WORK TASK
From the entries below, work out how many lines contain the string "wanted"; answer with the number alone.

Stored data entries
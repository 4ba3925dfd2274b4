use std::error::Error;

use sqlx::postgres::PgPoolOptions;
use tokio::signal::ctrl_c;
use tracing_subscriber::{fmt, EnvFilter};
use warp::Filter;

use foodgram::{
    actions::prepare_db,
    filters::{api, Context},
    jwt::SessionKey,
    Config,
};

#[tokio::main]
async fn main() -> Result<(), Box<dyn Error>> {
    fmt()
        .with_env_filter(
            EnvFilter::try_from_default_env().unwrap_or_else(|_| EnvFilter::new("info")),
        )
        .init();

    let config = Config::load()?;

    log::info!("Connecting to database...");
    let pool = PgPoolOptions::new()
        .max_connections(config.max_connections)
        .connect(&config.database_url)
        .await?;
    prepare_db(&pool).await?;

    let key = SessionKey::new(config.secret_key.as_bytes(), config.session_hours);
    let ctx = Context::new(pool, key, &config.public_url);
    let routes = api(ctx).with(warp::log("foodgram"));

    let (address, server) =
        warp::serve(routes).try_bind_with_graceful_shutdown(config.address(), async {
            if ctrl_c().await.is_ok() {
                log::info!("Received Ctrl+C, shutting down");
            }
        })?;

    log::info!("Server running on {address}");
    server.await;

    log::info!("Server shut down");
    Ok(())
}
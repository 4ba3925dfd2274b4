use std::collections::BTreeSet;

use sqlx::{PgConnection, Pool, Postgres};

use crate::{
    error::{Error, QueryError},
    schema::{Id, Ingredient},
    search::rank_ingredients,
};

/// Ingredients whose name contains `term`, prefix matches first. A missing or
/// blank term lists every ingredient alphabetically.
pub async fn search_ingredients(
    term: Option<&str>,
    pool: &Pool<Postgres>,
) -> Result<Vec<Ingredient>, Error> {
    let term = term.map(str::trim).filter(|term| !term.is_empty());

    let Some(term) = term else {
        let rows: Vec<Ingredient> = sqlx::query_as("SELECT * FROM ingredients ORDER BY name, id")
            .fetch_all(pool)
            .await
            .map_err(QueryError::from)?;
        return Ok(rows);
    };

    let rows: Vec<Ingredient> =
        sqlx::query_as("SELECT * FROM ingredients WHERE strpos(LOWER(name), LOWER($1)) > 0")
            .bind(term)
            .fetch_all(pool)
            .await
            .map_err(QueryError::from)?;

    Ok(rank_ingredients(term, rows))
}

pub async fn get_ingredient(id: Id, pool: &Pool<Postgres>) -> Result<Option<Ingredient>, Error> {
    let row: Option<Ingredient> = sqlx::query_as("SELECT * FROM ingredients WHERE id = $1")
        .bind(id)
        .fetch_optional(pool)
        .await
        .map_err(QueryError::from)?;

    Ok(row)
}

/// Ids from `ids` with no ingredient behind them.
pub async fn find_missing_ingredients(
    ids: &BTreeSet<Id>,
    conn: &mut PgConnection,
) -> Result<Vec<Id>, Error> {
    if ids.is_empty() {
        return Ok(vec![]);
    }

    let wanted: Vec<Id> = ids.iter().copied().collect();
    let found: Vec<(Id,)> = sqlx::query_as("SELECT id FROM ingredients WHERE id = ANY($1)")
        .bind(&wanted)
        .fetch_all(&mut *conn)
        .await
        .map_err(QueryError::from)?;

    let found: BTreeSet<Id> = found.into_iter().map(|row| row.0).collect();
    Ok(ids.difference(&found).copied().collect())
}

ANSWER TO THIS TASK
2